Education

14 May
14/May/2020

Education

‘It is an ambitious project in the face of unavoidable societal challenges’

Interview with Christian Olagnon, Director of Education

The school's Council of Studies and Board of Directors have just approved a roadmap for education development by strengthening two major cross-cutting areas: sustainable development and social responsibility (SD&SR) and digital technology. In addition to these two key areas, the school is strengthening its education model over five years, with the first two years providing the basic skills base necessary for the engineering professions. Christian Olagnon, Director of Education, enlightens us on the content, scope and deadline of this project.

What motivates such changes and how will the education provided today change?

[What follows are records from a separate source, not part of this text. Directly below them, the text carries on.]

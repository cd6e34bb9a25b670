use std::{
    sync::{Arc, Mutex, PoisonError, RwLock},
    thread,
};

use crate::{SourceError, WordData, WordSource};

/// Process-wide dictionary cache.
///
/// Constructed once at startup and handed to every controller as
/// `Arc<WordCache>`. The first access fetches from the source; later
/// accesses only take a short read guard. Fetches run under a separate lock,
/// so readers never wait on the source. Failed fetches degrade to an empty
/// dictionary and are not retried; [`WordCache::reload`] is the one way to
/// fetch again.
pub struct WordCache {
    source: Box<dyn WordSource>,
    data: RwLock<Option<Arc<WordData>>>,
    fetching: Mutex<()>,
}

impl WordCache {
    pub fn new(source: impl WordSource + 'static) -> Self {
        Self {
            source: Box::new(source),
            data: RwLock::new(None),
            fetching: Mutex::new(()),
        }
    }

    /// A cache that starts out holding `data`; reloading re-reads the same
    /// document.
    pub fn preloaded(data: WordData) -> Self {
        let snapshot = Arc::new(data.clone());
        Self {
            source: Box::new(data),
            data: RwLock::new(Some(snapshot)),
            fetching: Mutex::new(()),
        }
    }

    /// The current dictionary, fetching it on first use.
    pub fn get(&self) -> Arc<WordData> {
        if let Some(data) = self.snapshot() {
            return data;
        }

        let _fetching = self.fetching.lock().unwrap_or_else(PoisonError::into_inner);
        // Another caller may have fetched while we waited.
        if let Some(data) = self.snapshot() {
            return data;
        }

        let data = match self.source.fetch() {
            Ok(data) => {
                log::debug!(target: "words", "word data loaded: {} categories", data.categories.len());
                Arc::new(data)
            }
            Err(err) => {
                log::error!(target: "words", "failed to load words: {err}");
                Arc::new(WordData::default())
            }
        };
        self.publish(Arc::clone(&data));
        data
    }

    /// The cached dictionary without triggering a fetch.
    pub fn snapshot(&self) -> Option<Arc<WordData>> {
        self.data
            .read()
            .unwrap_or_else(PoisonError::into_inner)
            .as_ref()
            .map(Arc::clone)
    }

    pub fn is_loaded(&self) -> bool {
        self.snapshot().is_some()
    }

    /// Fetch again and replace the dictionary as a whole. On failure the
    /// previous dictionary stays in place.
    pub fn reload(&self) -> Result<Arc<WordData>, SourceError> {
        let _fetching = self.fetching.lock().unwrap_or_else(PoisonError::into_inner);
        let data = Arc::new(self.source.fetch()?);
        self.publish(Arc::clone(&data));
        log::info!(target: "words", "word data reloaded: {} categories", data.categories.len());
        Ok(data)
    }

    fn publish(&self, data: Arc<WordData>) {
        *self.data.write().unwrap_or_else(PoisonError::into_inner) = Some(data);
    }

    /// Warm the cache on a background thread so the first keystroke does
    /// not wait for the fetch.
    pub fn preload_in_background(self: &Arc<Self>) -> thread::JoinHandle<()> {
        let cache = Arc::clone(self);
        thread::spawn(move || {
            cache.get();
        })
    }
}

impl std::fmt::Debug for WordCache {
    fn fmt(&self, f: &mut std::fmt::Formatter<'_>) -> std::fmt::Result {
        f.debug_struct("WordCache")
            .field("loaded", &self.is_loaded())
            .finish_non_exhaustive()
    }
}

#[cfg(test)]
mod tests {
    use super::*;
    use crate::{Category, Dictionary};
    use std::sync::atomic::{AtomicUsize, Ordering};
    use std::sync::mpsc::{self, Receiver, Sender};

    struct Counting {
        calls: Arc<AtomicUsize>,
        fail: bool,
    }

    impl WordSource for Counting {
        fn fetch(&self) -> Result<WordData, SourceError> {
            let n = self.calls.fetch_add(1, Ordering::SeqCst);
            if self.fail {
                return Err(SourceError::Remote("offline".into()));
            }
            let words: Dictionary = [(format!("c{n}"), Category::Csv(vec!["x".into()]))]
                .into_iter()
                .collect();
            Ok(WordData::from_dictionary(words))
        }
    }

    fn counting(fail: bool) -> (WordCache, Arc<AtomicUsize>) {
        let calls = Arc::new(AtomicUsize::new(0));
        let cache = WordCache::new(Counting {
            calls: Arc::clone(&calls),
            fail,
        });
        (cache, calls)
    }

    #[test]
    fn fetches_once_lazily() {
        let (cache, calls) = counting(false);
        assert!(!cache.is_loaded());
        assert_eq!(calls.load(Ordering::SeqCst), 0);

        let a = cache.get();
        let b = cache.get();
        assert!(Arc::ptr_eq(&a, &b));
        assert_eq!(calls.load(Ordering::SeqCst), 1);
        assert_eq!(a.categories, vec!["c0"]);
    }

    #[test]
    fn failure_degrades_to_empty_without_retrying() {
        let (cache, calls) = counting(true);
        assert!(cache.get().is_empty());
        assert!(cache.get().is_empty());
        assert_eq!(calls.load(Ordering::SeqCst), 1);
    }

    #[test]
    fn reload_replaces_wholesale() {
        let (cache, _) = counting(false);
        let first = cache.get();
        let second = cache.reload().unwrap();
        assert_eq!(second.categories, vec!["c1"]);
        assert!(!Arc::ptr_eq(&first, &cache.get()));
        // earlier snapshots are untouched
        assert_eq!(first.categories, vec!["c0"]);
    }

    #[test]
    fn failed_reload_reports_the_error() {
        let cache = WordCache::new(Counting {
            calls: Arc::new(AtomicUsize::new(0)),
            fail: true,
        });
        assert!(cache.reload().is_err());
        assert!(!cache.is_loaded());
    }

    #[test]
    fn preloaded_cache_never_fetches_first() {
        let words: Dictionary = [("pose", Category::Csv(vec![]))].into_iter().collect();
        let cache = WordCache::preloaded(WordData::from_dictionary(words));
        assert!(cache.is_loaded());
        assert_eq!(cache.get().categories, vec!["pose"]);
    }

    /// Announces the fetch, then holds it until the gate opens.
    struct Gated {
        started: Mutex<Sender<()>>,
        gate: Mutex<Receiver<()>>,
    }

    impl WordSource for Gated {
        fn fetch(&self) -> Result<WordData, SourceError> {
            let _ = self.started.lock().unwrap().send(());
            let _ = self.gate.lock().unwrap().recv();
            let words: Dictionary = [("pose", Category::Csv(vec![]))].into_iter().collect();
            Ok(WordData::from_dictionary(words))
        }
    }

    #[test]
    fn readers_do_not_wait_for_a_slow_fetch() {
        let (started_tx, started_rx) = mpsc::channel();
        let (gate_tx, gate_rx) = mpsc::channel();
        let cache = Arc::new(WordCache::new(Gated {
            started: Mutex::new(started_tx),
            gate: Mutex::new(gate_rx),
        }));

        let loader = cache.preload_in_background();
        started_rx.recv().unwrap();
        // the fetch is in flight and holds no guard on the data
        assert!(cache.snapshot().is_none());
        assert!(!cache.is_loaded());
        assert_eq!(format!("{cache:?}"), "WordCache { loaded: false, .. }");

        gate_tx.send(()).unwrap();
        loader.join().unwrap();
        assert!(cache.is_loaded());
        assert_eq!(cache.get().categories, vec!["pose"]);
    }

    #[test]
    fn background_preload_fills_the_cache() {
        let (cache, calls) = counting(false);
        let cache = Arc::new(cache);
        cache.preload_in_background().join().unwrap();
        assert!(cache.is_loaded());
        cache.get();
        assert_eq!(calls.load(Ordering::SeqCst), 1);
    }
}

Everyone recognises that we are facing societal challenges of unprecedented intensity and magnitude. As far as the environment is concerned, although these issues were identified a long time ago (more than 30 years as far as the climate is concerned, for example), it has to be said that the problem has been ignored for too long or has not been given sufficient priority. However, the general perception of these issues is changing, particularly thanks to the work of the IPCC (see, for example the 2018 report on global warming of 1.5°C) and the IPBES (2019 report on the state of biodiversity and ecosystem services), which show unambiguously that deep and rapid transformations of our societies are necessary if we want to avoid an irreversible deterioration of our living conditions. The scientific evidence is such that it is no longer possible to put these topics off. The decarbonisation of the economy, in particular, has become a short-term imperative, to which engineers can and must make a major contribution in the years to come. Moreover, our students, rightly so, are already very aware and want to be actors of these changes. They have played a decisive role in recent years in pushing the institution to give these topics a higher priority. Beyond this awareness, the challenge now is to educate our students on these subjects, which are highly complex, interdisciplinary in nature, and represent ‘socially charged issues’. We must not only give them the keys to understanding, with solid scientific foundations, but also levers for action, so that they can contribute to providing solutions.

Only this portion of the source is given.